Rand did not see charity — the benevolent act of giving away one’s wealth to aid someone in need — as a badge of moral honor; she did award such a badge for the ability to produce that wealth. In Rand’s view your only political responsibility in regards to others is not to violate their rights by initiating force against them:
The basic political principle of the Objectivist ethics is: no man may initiate the use of physical force against others. No man—or group or society or government—has the right to assume the role of a criminal and initiate the use of physical compulsion against any man. Men have the right to use physical force only in retaliation and only against those who initiate its use. The ethical principle involved is simple and clear-cut: it is the difference between murder and self-defense. A holdup man seeks to gain a value, wealth, by killing his victim; the victim does not grow richer by killing a holdup man. The principle is: no man may obtain any values from others by resorting to physical force. [“The Objectivist Ethics,”The Virtue of Selfishness, 32 ]
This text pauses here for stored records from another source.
fn lookup(id_column: String, dictionary: &str, select: &str, match_column: &str, condition: Option<String>) -> DictionaryLookup {
    DictionaryLookup {
        id_column,
        dictionary: dictionary.to_string(),
        match_column: match_column.to_string(),
        select: select.to_string(),
        condition,
    }
}

fn dictionary_tags(s: &str) -> Vec<(String, Vec<DictionaryLookup>)> {
    let device = |device_type: u32, match_column: &str| {
        vec![lookup(
            format!("l3_device_id{s}"),
            "device_map",
            "deviceid",
            match_column,
            Some(format!("devicetype={device_type}")),
        )]
    };

    vec![
        (
            format!("pod_service{s}"),
            vec![lookup(format!("service_id{s}"), "pod_service_map", "id", "name", None)],
        ),
        (
            format!("pod_service_id{s}"),
            vec![lookup(format!("service_id{s}"), "pod_service_map", "id", "id", None)],
        ),
        (
            format!("pod_ingress{s}"),
            vec![
                lookup(format!("pod_ingress_id{s}"), "pod_ingress_map", "id", "name", None),
                lookup(format!("service_id{s}"), "pod_service_map", "id", "pod_ingress_name", None),
            ],
        ),
        (
            format!("pod_ingress_id{s}"),
            vec![
                lookup(format!("pod_ingress_id{s}"), "pod_ingress_map", "id", "id", None),
                lookup(format!("service_id{s}"), "pod_service_map", "id", "pod_ingress_id", None),
            ],
        ),
        (format!("natgw{s}"), device(16, "name")),
        (format!("natgw_id{s}"), device(16, "deviceid")),
        (format!("lb{s}"), device(15, "name")),
        (format!("lb_id{s}"), device(15, "deviceid")),
        (
            format!("lb_listener{s}"),
            vec![lookup(format!("l3_device_id{s}"), "lb_listener_map", "lb_id", "name", None)],
        ),
        (
            format!("lb_listener_id{s}"),
            vec![lookup(format!("l3_device_id{s}"), "lb_listener_map", "lb_id", "id", None)],
        ),
        (
            format!("auto_instance{s}"),
            vec![lookup(format!("auto_instance_id{s}"), "device_map", "deviceid", "name", None)],
        ),
        (
            format!("auto_instance_id{s}"),
            vec![lookup(format!("auto_instance_id{s}"), "device_map", "deviceid", "deviceid", None)],
        ),
        (
            format!("auto_service{s}"),
            vec![lookup(format!("auto_service_id{s}"), "device_map", "deviceid", "name", None)],
        ),
        (
            format!("auto_service_id{s}"),
            vec![lookup(format!("auto_service_id{s}"), "device_map", "deviceid", "deviceid", None)],
        ),
    ]
}

fn scope(id_column: String, table: &str, select: &str, guard: Option<String>) -> MapScope {
    MapScope {
        id_column,
        table: table.to_string(),
        select: select.to_string(),
        guard,
    }
}

fn family_scopes(s: &str) -> Vec<(&'static str, Vec<MapScope>)> {
    vec![
        (
            "k8s_label",
            vec![
                scope(format!("service_id{s}"), "pod_service_k8s_label_map", "id", None),
                scope(format!("pod_id{s}"), "pod_k8s_label_map", "id", None),
            ],
        ),
        (
            "k8s_annotation",
            vec![
                scope(format!("service_id{s}"), "pod_service_k8s_annotation_map", "id", None),
                scope(format!("pod_id{s}"), "pod_k8s_annotation_map", "id", None),
            ],
        ),
        (
            "k8s_env",
            vec![scope(format!("pod_id{s}"), "pod_k8s_env_map", "id", None)],
        ),
        (
            "cloud_tag",
            vec![
                scope(
                    format!("l3_device_id{s}"),
                    "chost_cloud_tag_map",
                    "id",
                    Some(format!("l3_device_type{s}=1")),
                ),
                scope(format!("pod_ns_id{s}"), "pod_ns_cloud_tag_map", "id", None),
            ],
        ),
        (
            "os_app",
            vec![scope(format!("gprocess_id{s}"), "os_app_tag_map", "pid", None)],
        ),
    ]
}

/// Trims whitespace and back-quotes from a tag as written.
pub fn strip_tag(name: &str) -> &str {
    name.trim().trim_matches('`')
}

/// Query alias (`AS` name) → canonical tag. Several aliases may share a target.
#[derive(Debug, Clone, Default, PartialEq, Eq, Serialize, Deserialize)]
#[serde(transparent)]
pub struct AliasMap(HashMap<String, String>);

impl AliasMap {
    pub fn insert(&mut self, alias: impl Into<String>, canonical: impl Into<String>) {
        self.0.insert(alias.into(), canonical.into());
    }

    pub fn resolve(&self, alias: &str) -> Option<&str> {
        self.0.get(alias).map(String::as_str)
    }
}

impl<K: Into<String>, V: Into<String>> FromIterator<(K, V)> for AliasMap {
    fn from_iter<I: IntoIterator<Item = (K, V)>>(iter: I) -> Self {
        AliasMap(
            iter.into_iter()
                .map(|(alias, canonical)| (alias.into(), canonical.into()))
                .collect(),
        )
    }
}

#[derive(Debug)]
pub enum Resolution<'r> {
    Descriptor {
        tag: String,
        descriptor: &'r TagDescriptor,
    },
    Virtual {
        tag: String,
        virtual_tag: VirtualTag,
    },
    PassThrough,
}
And again quoting Rand in “The Nature of Government,” The Virtue of Selfishness, 108:
Man’s rights can be violated only by the use of physical force. It is only by means of physical force that one man can deprive another of his life, or enslave him, or rob him, or prevent him from pursuing his own goals, or compel him to act against his own rational judgment.
The precondition of a civilized society is the barring of physical force from social relationships—thus establishing the principle that if men wish to deal with one another, they may do so only by means of reason: by discussion, persuasion and voluntary, uncoerced agreement.
The difference between Ayn Rand and Townsend’s ilk is that Ayn Rand leaves people free to be good as dictated by their own reason and free choice; Kennedy Townsend wishes to use the power of the government to force her altruistic conception of the good on others (i.e., robbing the “rich” to help those who sleep under bridges, i.e., Marxian “fair” taxation, etc.).
Kennedy Townsend wishes to unleash the criminal power of government to initiate force against those who violated the rights of no one — illegitimate and immoral means — to achieve her ends. In Rand’s view, rights are not things to be violated by regulation, but are to be protected by right. Quoting Ayn Rand:
Freedom, in a political context, means freedom from government coercion. It does not mean freedom from the landlord, or freedom from the employer, or freedom from the laws of nature which do not provide men with automatic prosperity. It means freedom from the coercive power of the state—and nothing else.